In the decision Carvedilol II (file X ZR 236/01), the Federal Supreme Court had to deal with the validity of the German part of a European patent that was defended with a main claim, the essential part of which reads as follows:
“Use of Carvedilol for the manufacture of a medicament […], wherein the medicament is administered in an initial dose of 3.125 mg […], daily for a period of 7- 28 days […].”
The Court dealt with Art. 52 (4) of the European Patent Convention according to which methods for treatment of the human body are not regarded as inventions which are susceptible to industrial application. The Court concluded that the determination of a therapy plan for a patient which includes the prescription and dosing of medicaments is a distinctive part of the activity of a medical doctor and therefore a method excluded from patentability pursuant to Art. 52 (4) EPC. The Court did not decide whether the claim as a whole is excluded from patentability, but concluded that the dosing recommendation specified in the claim cannot be considered for the assessment of novelty and inventive step of the claimed subject matter. Consequently, novelty and inventive step were evaluated as if the feature relating to the dosage regimen was absent. The claim was finally rejected for lack of inventive step.

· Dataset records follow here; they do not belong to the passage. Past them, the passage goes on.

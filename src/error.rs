//! Error taxonomy for the provisioning engine.
//!
//! Validation errors (`InvalidField`, `TopologyOutOfRange`) are raised at the
//! input boundary and resolved there by re-prompting. Lifecycle errors carry
//! the label of the unit they belong to so a failure on one unit never hides
//! which sibling it came from.

use std::path::PathBuf;

use thiserror::Error;

use crate::profile::Profile;

/// Errors raised by the provisioning core.
#[derive(Debug, Error)]
pub enum ProvisionError {
    /// A user supplied identity, SAN or node value failed validation.
    #[error("invalid {field}: {reason}")]
    InvalidField { field: String, reason: String },

    /// Requested node/server count lies outside the profile bound.
    #[error("{profile} supports 1 to {max} nodes, {requested} requested")]
    TopologyOutOfRange {
        profile: Profile,
        requested: usize,
        max: usize,
    },

    /// A crypto backend call failed for a unit.
    #[error("{unit}: {operation} failed: {message}")]
    CryptoBackendFailure {
        unit: String,
        operation: &'static str,
        message: String,
    },

    /// The placed certificate does not belong to the generated key.
    #[error("{unit}: certificate does not match the generated private key")]
    KeyCertMismatch { unit: String },

    /// An artifact expected on disk is absent.
    #[error("{unit}: expected artifact not found at {}", path.display())]
    MissingArtifact { unit: String, path: PathBuf },

    /// PKCS#12 packaging or verification failed.
    #[error("{unit}: conversion failed: {message}")]
    ConversionError { unit: String, message: String },

    /// An operation was requested from a state that does not allow it.
    #[error("{unit}: cannot {operation} while {from}")]
    InvalidTransition {
        unit: String,
        from: String,
        operation: &'static str,
    },

    #[error("I/O error on {}: {source}", path.display())]
    Io {
        path: PathBuf,
        #[source]
        source: std::io::Error,
    },
}

impl ProvisionError {
    pub(crate) fn invalid_field(field: impl Into<String>, reason: impl Into<String>) -> Self {
        Self::InvalidField {
            field: field.into(),
            reason: reason.into(),
        }
    }

    pub(crate) fn io(path: impl Into<PathBuf>, source: std::io::Error) -> Self {
        Self::Io {
            path: path.into(),
            source,
        }
    }

    /// Whether the operator can fix the problem and simply try again.
    pub fn is_recoverable(&self) -> bool {
        matches!(
            self,
            Self::InvalidField { .. }
                | Self::TopologyOutOfRange { .. }
                | Self::MissingArtifact { .. }
        )
    }
}

pub type Result<T> = std::result::Result<T, ProvisionError>;
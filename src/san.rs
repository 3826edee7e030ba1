//! Subject Alternative Name sets
//!
//! A [`SanSet`] is an ordered, duplicate-free list of DNS names and IPv4
//! addresses. Each entry carries a per-kind index (`DNS.1`, `DNS.2`, `IP.1`,
//! ...) used when the set is written out for a signing request or shown to
//! the CA operator.
//!
//! Sets are values: [`SanSet::merge`] never mutates its receiver, it returns a
//! new set with the accepted entries appended after the existing ones.
//! Existing entries are never reordered or renumbered.
//!
//! Comparison is exact-string: `Host.Example` and `host.example` are distinct
//! entries.

use std::fmt;
use std::net::Ipv4Addr;

use serde::{Deserialize, Serialize};

const MAX_DNS_NAME_LEN: usize = 253;

/// A single alternative name.
#[derive(Debug, Clone, PartialEq, Eq, Hash, Serialize, Deserialize)]
#[serde(tag = "kind", content = "value")]
pub enum SanEntry {
    Dns(String),
    Ip(Ipv4Addr),
}

/// Discriminant of a [`SanEntry`].
#[derive(Debug, Clone, Copy, PartialEq, Eq)]
pub enum SanKind {
    Dns,
    Ip,
}

impl SanKind {
    fn prefix(self) -> &'static str {
        match self {
            SanKind::Dns => "DNS",
            SanKind::Ip => "IP",
        }
    }
}

impl SanEntry {
    pub fn kind(&self) -> SanKind {
        match self {
            SanEntry::Dns(_) => SanKind::Dns,
            SanEntry::Ip(_) => SanKind::Ip,
        }
    }

    /// Value as written into the signing request.
    pub fn value(&self) -> String {
        match self {
            SanEntry::Dns(name) => name.clone(),
            SanEntry::Ip(addr) => addr.to_string(),
        }
    }

    /// Classify a raw operator string.
    ///
    /// Dotted quads become IP entries; anything else must be a well-formed DNS
    /// name. Four all-digit groups with an octet above 255 are rejected rather
    /// than being treated as a host name.
    pub fn classify(raw: &str) -> Option<SanEntry> {
        let raw = raw.trim();
        if looks_like_dotted_quad(raw) {
            return parse_ipv4(raw).map(SanEntry::Ip);
        }
        if is_dns_name(raw) {
            return Some(SanEntry::Dns(raw.to_string()));
        }
        None
    }
}

impl fmt::Display for SanEntry {
    fn fmt(&self, f: &mut fmt::Formatter<'_>) -> fmt::Result {
        write!(f, "{}:{}", self.kind().prefix(), self.value())
    }
}

/// Dotted-quad IPv4 parser that, unlike `Ipv4Addr::from_str`, accepts
/// leading zeros in an octet (`010.0.0.1` is `10.0.0.1`).
pub fn parse_ipv4(raw: &str) -> Option<Ipv4Addr> {
    let raw = raw.trim();
    if !looks_like_dotted_quad(raw) {
        return None;
    }
    let mut octets = [0u8; 4];
    for (slot, part) in octets.iter_mut().zip(raw.split('.')) {
        *slot = part.parse().ok()?;
    }
    Some(Ipv4Addr::from(octets))
}

fn looks_like_dotted_quad(raw: &str) -> bool {
    let parts: Vec<&str> = raw.split('.').collect();
    parts.len() == 4
        && parts
            .iter()
            .all(|p| !p.is_empty() && p.len() <= 3 && p.bytes().all(|b| b.is_ascii_digit()))
}

/// Alphanumerics, hyphens and dots; no leading, trailing or doubled dots.
pub fn is_dns_name(raw: &str) -> bool {
    !raw.is_empty()
        && raw.len() <= MAX_DNS_NAME_LEN
        && !raw.starts_with('.')
        && !raw.ends_with('.')
        && !raw.contains("..")
        && raw
            .bytes()
            .all(|b| b.is_ascii_alphanumeric() || b == b'-' || b == b'.')
}

/// An entry together with its per-kind serialization index.
#[derive(Debug, Clone, PartialEq, Eq, Serialize, Deserialize)]
pub struct IndexedSan {
    pub entry: SanEntry,
    pub index: u32,
}

impl IndexedSan {
    /// `DNS.1 = host.example` form used in request configs.
    pub fn config_line(&self) -> String {
        format!(
            "{}.{} = {}",
            self.entry.kind().prefix(),
            self.index,
            self.entry.value()
        )
    }
}

/// Why an extra SAN string was not appended.
#[derive(Debug, Clone, PartialEq, Eq)]
pub enum RejectReason {
    /// Neither an IPv4 literal nor a DNS name.
    Malformed,
    /// Already present in the set.
    Duplicate,
}

#[derive(Debug, Clone, PartialEq, Eq)]
pub struct RejectedSan {
    pub raw: String,
    pub reason: RejectReason,
}

/// Result of [`SanSet::merge`].
#[derive(Debug, Clone)]
pub struct MergeOutcome {
    pub set: SanSet,
    pub rejected: Vec<RejectedSan>,
}

/// Ordered, duplicate-free set of alternative names.
#[derive(Debug, Clone, Default, PartialEq, Eq, Serialize, Deserialize)]
pub struct SanSet {
    entries: Vec<IndexedSan>,
}

impl SanSet {
    pub fn new() -> Self {
        Self::default()
    }

    /// Seed a set from topology-derived entries, in order. Repeated entries
    /// are kept once at their first position.
    pub fn build(entries: impl IntoIterator<Item = SanEntry>) -> Self {
        let mut set = SanSet::new();
        for entry in entries {
            set.push(entry);
        }
        set
    }

    /// Append operator-supplied raw strings after the existing entries.
    pub fn merge<S: AsRef<str>>(&self, extra: &[S]) -> MergeOutcome {
        let mut set = self.clone();
        let mut rejected = Vec::new();
        for raw in extra {
            let raw = raw.as_ref();
            match SanEntry::classify(raw) {
                None => rejected.push(RejectedSan {
                    raw: raw.to_string(),
                    reason: RejectReason::Malformed,
                }),
                Some(entry) => {
                    if !set.push(entry) {
                        rejected.push(RejectedSan {
                            raw: raw.to_string(),
                            reason: RejectReason::Duplicate,
                        });
                    }
                }
            }
        }
        MergeOutcome { set, rejected }
    }

    /// Appends unless already present. Returns whether the entry was added.
    fn push(&mut self, entry: SanEntry) -> bool {
        if self.contains(&entry) {
            return false;
        }
        let index = self.max_index(entry.kind()) + 1;
        self.entries.push(IndexedSan { entry, index });
        true
    }

    pub fn contains(&self, entry: &SanEntry) -> bool {
        self.entries.iter().any(|e| &e.entry == entry)
    }

    fn max_index(&self, kind: SanKind) -> u32 {
        self.entries
            .iter()
            .filter(|e| e.entry.kind() == kind)
            .map(|e| e.index)
            .max()
            .unwrap_or(0)
    }

    pub fn len(&self) -> usize {
        self.entries.len()
    }

    pub fn is_empty(&self) -> bool {
        self.entries.is_empty()
    }

    pub fn iter(&self) -> impl Iterator<Item = &IndexedSan> {
        self.entries.iter()
    }

    /// Entries of one kind in index order.
    pub fn of_kind(&self, kind: SanKind) -> impl Iterator<Item = &IndexedSan> {
        self.entries.iter().filter(move |e| e.entry.kind() == kind)
    }

    pub fn first_dns(&self) -> Option<&str> {
        self.entries.iter().find_map(|e| match &e.entry {
            SanEntry::Dns(name) => Some(name.as_str()),
            SanEntry::Ip(_) => None,
        })
    }

    /// `DNS.n = ...` lines, all DNS entries first, then all IP entries.
    pub fn config_lines(&self) -> Vec<String> {
        self.of_kind(SanKind::Dns)
            .chain(self.of_kind(SanKind::Ip))
            .map(IndexedSan::config_line)
            .collect()
    }
}
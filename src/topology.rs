//! Topology planning
//!
//! Decides how many certificates a profile run produces and what each one is
//! called. Multi-node runs of shared-identity profiles choose between a single
//! certificate whose SAN covers every node (optionally fronted by a load
//! balancer name) and one certificate per node. Vault always gets one
//! certificate per node, each carrying the node's FQDN, hostname and IPs.

use std::net::Ipv4Addr;

use tracing::debug;

use crate::error::{ProvisionError, Result};
use crate::identity::SubjectIdentity;
use crate::profile::Profile;
use crate::san::{is_dns_name, SanEntry, SanSet};
use crate::unit::{CertificateUnit, UnitLabel};

pub const MAX_NODE_IPS: usize = 3;

/// One server or node of the topology.
#[derive(Debug, Clone, PartialEq, Eq)]
pub struct NodeRecord {
    pub fqdn: String,
    pub hostname: Option<String>,
    pub ips: Vec<Ipv4Addr>,
}

impl NodeRecord {
    pub fn new(fqdn: impl Into<String>) -> Self {
        Self {
            fqdn: fqdn.into(),
            hostname: None,
            ips: Vec::new(),
        }
    }

    pub fn with_addresses(
        fqdn: impl Into<String>,
        hostname: impl Into<String>,
        ips: Vec<Ipv4Addr>,
    ) -> Self {
        Self {
            fqdn: fqdn.into(),
            hostname: Some(hostname.into()),
            ips,
        }
    }
}

/// Certificate strategy for runs with more than one node.
#[derive(Debug, Clone, Copy, PartialEq, Eq)]
pub enum Strategy {
    /// One certificate whose SAN lists every node.
    SingleWithSan,
    /// One certificate per node.
    UniquePerNode,
}

/// Planner input.
#[derive(Debug, Clone)]
pub struct TopologyRequest {
    pub profile: Profile,
    pub nodes: Vec<NodeRecord>,
    pub load_balancer: Option<String>,
    pub strategy: Strategy,
}

/// Checks a node count against the profile bound.
pub fn check_count(profile: Profile, count: usize) -> Result<()> {
    let max = profile.descriptor().max_nodes;
    if count == 0 || count > max {
        return Err(ProvisionError::TopologyOutOfRange {
            profile,
            requested: count,
            max,
        });
    }
    Ok(())
}

/// Produce the certificate units for a run.
///
/// The identity is cloned into every unit.
///
/// # Errors
/// `TopologyOutOfRange` for a bad node count, `InvalidField` for malformed
/// node names or, on address-carrying profiles, a missing hostname or an IP
/// list outside 1..=3.
pub fn plan(
    request: &TopologyRequest,
    identity: &SubjectIdentity,
    key_length: u32,
) -> Result<Vec<CertificateUnit>> {
    let profile = request.profile;
    let descriptor = profile.descriptor();
    let count = request.nodes.len();
    check_count(profile, count)?;
    for node in &request.nodes {
        validate_node(node, descriptor.node_addresses)?;
    }

    let shared = descriptor.offers_shared_identity
        && count > 1
        && request.strategy == Strategy::SingleWithSan;

    let units = if shared {
        let load_balancer = match &request.load_balancer {
            Some(lb) if !lb.trim().is_empty() => {
                let lb = lb.trim().to_string();
                if !is_dns_name(&lb) {
                    return Err(ProvisionError::invalid_field(
                        "load balancer FQDN",
                        format!("'{}' is not a valid DNS name", lb),
                    ));
                }
                Some(lb)
            }
            _ => None,
        };
        let common_name = load_balancer
            .clone()
            .unwrap_or_else(|| request.nodes[0].fqdn.clone());
        let seed = load_balancer
            .into_iter()
            .map(SanEntry::Dns)
            .chain(request.nodes.iter().map(|n| SanEntry::Dns(n.fqdn.clone())));
        vec![CertificateUnit {
            profile,
            label: UnitLabel::Single,
            common_name,
            identity: identity.clone(),
            sans: SanSet::build(seed),
            key_length,
        }]
    } else {
        request
            .nodes
            .iter()
            .enumerate()
            .map(|(i, node)| {
                let label = if count == 1 {
                    UnitLabel::Single
                } else {
                    UnitLabel::numbered(descriptor.label_kind, i + 1)
                };
                CertificateUnit {
                    profile,
                    label,
                    common_name: node.fqdn.clone(),
                    identity: identity.clone(),
                    sans: node_sans(node, descriptor.node_addresses),
                    key_length,
                }
            })
            .collect()
    };

    debug!(
        profile = %profile,
        nodes = count,
        units = units.len(),
        shared,
        "topology planned"
    );
    Ok(units)
}

fn node_sans(node: &NodeRecord, with_addresses: bool) -> SanSet {
    let mut entries = vec![SanEntry::Dns(node.fqdn.clone())];
    if with_addresses {
        entries.extend(node.hostname.iter().cloned().map(SanEntry::Dns));
        entries.extend(node.ips.iter().copied().map(SanEntry::Ip));
    }
    SanSet::build(entries)
}

fn validate_node(node: &NodeRecord, with_addresses: bool) -> Result<()> {
    if !is_dns_name(&node.fqdn) {
        return Err(ProvisionError::invalid_field(
            "FQDN",
            format!("'{}' is not a valid DNS name", node.fqdn),
        ));
    }
    if !with_addresses {
        return Ok(());
    }
    match &node.hostname {
        Some(hostname) if is_dns_name(hostname) => {}
        Some(hostname) => {
            return Err(ProvisionError::invalid_field(
                "hostname",
                format!("'{}' is not a valid host name", hostname),
            ))
        }
        None => {
            return Err(ProvisionError::invalid_field(
                "hostname",
                format!("{} has no hostname", node.fqdn),
            ))
        }
    }
    if node.ips.is_empty() || node.ips.len() > MAX_NODE_IPS {
        return Err(ProvisionError::invalid_field(
            "IP addresses",
            format!("{} needs 1 to {} addresses", node.fqdn, MAX_NODE_IPS),
        ));
    }
    Ok(())
}
//! Component profiles and their fixed provisioning constraints.
//!
//! Every per-profile decision in the crate goes through [`ProfileDescriptor`],
//! looked up from a static table, instead of branching on the profile in each
//! module.

use std::fmt;

use serde::{Deserialize, Serialize};

/// Infrastructure component a certificate is provisioned for.
#[derive(Debug, Clone, Copy, PartialEq, Eq, Hash, Serialize, Deserialize)]
#[serde(rename_all = "lowercase")]
pub enum Profile {
    Pvwa,
    Psm,
    Html5Gw,
    Pta,
    Vault,
}

/// Whether a PKCS#12 bundle must be password protected.
#[derive(Debug, Clone, Copy, PartialEq, Eq)]
pub enum PasswordPolicy {
    /// Always protected; the operator is not asked.
    Mandatory,
    /// Operator chooses; `default` applies when no choice is made.
    Optional { default: bool },
}

/// Where the certificate chain embedded in the bundle comes from.
#[derive(Debug, Clone, Copy, PartialEq, Eq)]
pub enum ChainPolicy {
    /// Only a chain file discovered next to the unit artifacts.
    DiscoveredOnly,
    /// Explicit intermediate/root files first, discovered chain otherwise.
    OverrideThenDiscovered,
}

/// How units of a multi-node run are labelled on disk.
#[derive(Debug, Clone, Copy, PartialEq, Eq)]
pub enum LabelKind {
    Server,
    Node,
}

/// Static constraints attached to a [`Profile`].
#[derive(Debug, Clone, Copy)]
pub struct ProfileDescriptor {
    pub profile: Profile,
    pub short_name: &'static str,
    pub display_name: &'static str,
    pub max_nodes: usize,
    /// A shared CN/SAN certificate may be offered when count > 1.
    pub offers_shared_identity: bool,
    /// Nodes carry hostname and IP addresses in addition to the FQDN.
    pub node_addresses: bool,
    pub password: PasswordPolicy,
    pub chain: ChainPolicy,
    /// Emit PEM side-car files next to the PKCS#12 bundle.
    pub pem_sidecars: bool,
    pub label_kind: LabelKind,
}

const DESCRIPTORS: [ProfileDescriptor; 5] = [
    ProfileDescriptor {
        profile: Profile::Pvwa,
        short_name: "pvwa",
        display_name: "PVWA",
        max_nodes: 10,
        offers_shared_identity: true,
        node_addresses: false,
        password: PasswordPolicy::Optional { default: false },
        chain: ChainPolicy::DiscoveredOnly,
        pem_sidecars: false,
        label_kind: LabelKind::Server,
    },
    ProfileDescriptor {
        profile: Profile::Psm,
        short_name: "psm",
        display_name: "PSM",
        max_nodes: 10,
        offers_shared_identity: true,
        node_addresses: false,
        password: PasswordPolicy::Optional { default: false },
        chain: ChainPolicy::DiscoveredOnly,
        pem_sidecars: false,
        label_kind: LabelKind::Server,
    },
    ProfileDescriptor {
        profile: Profile::Html5Gw,
        short_name: "html5gw",
        display_name: "HTML5GW",
        max_nodes: 10,
        offers_shared_identity: true,
        node_addresses: false,
        password: PasswordPolicy::Optional { default: true },
        chain: ChainPolicy::DiscoveredOnly,
        pem_sidecars: true,
        label_kind: LabelKind::Server,
    },
    ProfileDescriptor {
        profile: Profile::Pta,
        short_name: "pta",
        display_name: "PTA",
        max_nodes: 2,
        offers_shared_identity: true,
        node_addresses: false,
        password: PasswordPolicy::Optional { default: false },
        chain: ChainPolicy::OverrideThenDiscovered,
        pem_sidecars: true,
        label_kind: LabelKind::Server,
    },
    ProfileDescriptor {
        profile: Profile::Vault,
        short_name: "vault",
        display_name: "Vault",
        max_nodes: 5,
        offers_shared_identity: false,
        node_addresses: true,
        password: PasswordPolicy::Mandatory,
        chain: ChainPolicy::DiscoveredOnly,
        pem_sidecars: false,
        label_kind: LabelKind::Node,
    },
];

impl Profile {
    pub const ALL: [Profile; 5] = [
        Profile::Pvwa,
        Profile::Psm,
        Profile::Html5Gw,
        Profile::Pta,
        Profile::Vault,
    ];

    pub fn descriptor(self) -> &'static ProfileDescriptor {
        match self {
            Profile::Pvwa => &DESCRIPTORS[0],
            Profile::Psm => &DESCRIPTORS[1],
            Profile::Html5Gw => &DESCRIPTORS[2],
            Profile::Pta => &DESCRIPTORS[3],
            Profile::Vault => &DESCRIPTORS[4],
        }
    }

    pub fn short_name(self) -> &'static str {
        self.descriptor().short_name
    }

    /// Strategy selection is offered only for shared-identity profiles with
    /// more than one node.
    pub fn offers_strategy(self, count: usize) -> bool {
        self.descriptor().offers_shared_identity && count > 1
    }

    /// Parse a profile from its short or display name, case-insensitively.
    pub fn from_name(name: &str) -> Option<Profile> {
        let name = name.trim();
        Profile::ALL.into_iter().find(|p| {
            let d = p.descriptor();
            d.short_name.eq_ignore_ascii_case(name) || d.display_name.eq_ignore_ascii_case(name)
        })
    }
}

impl fmt::Display for Profile {
    fn fmt(&self, f: &mut fmt::Formatter<'_>) -> fmt::Result {
        f.write_str(self.descriptor().display_name)
    }
}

As an auxiliary request, the patentee defended the patent with a claim in which the passage “whereby the medicament is administered […]” was replaced by “whereby the medicament is prepared for an administration […]”. According to this auxiliary request, the dosage regimen was defined as a feature of the medicament as such (“is prepared for administration”) and not as part of an administration scheme (“is administered”, see claim 1 of the main request). In the Court’s view, the patent claim of the auxiliary request did not conflict with the regulations of Art. 52 (4) EPC. The claim drafted in the “is prepared for administration” language was regarded as relating to the design of the medicament for this use, e.g. by designing a suitable size of the tablet, by adding an imprint on the package or on the package insert. Although the court was of the opinion that the claim complied with the requirements of Art. 52 (4) EPC, it was also rejected for lack of inventive step.
In summary, it should be concluded that features related to dosage regimens as such might not be considered in Germany for assessing novelty and/or inventive step of the subject matter of a second medical use claim. However, if the claim is redrafted to specify that the medicament is designed to be useful in a specific administration scheme, dosage features linked to the medicament will be taken into account.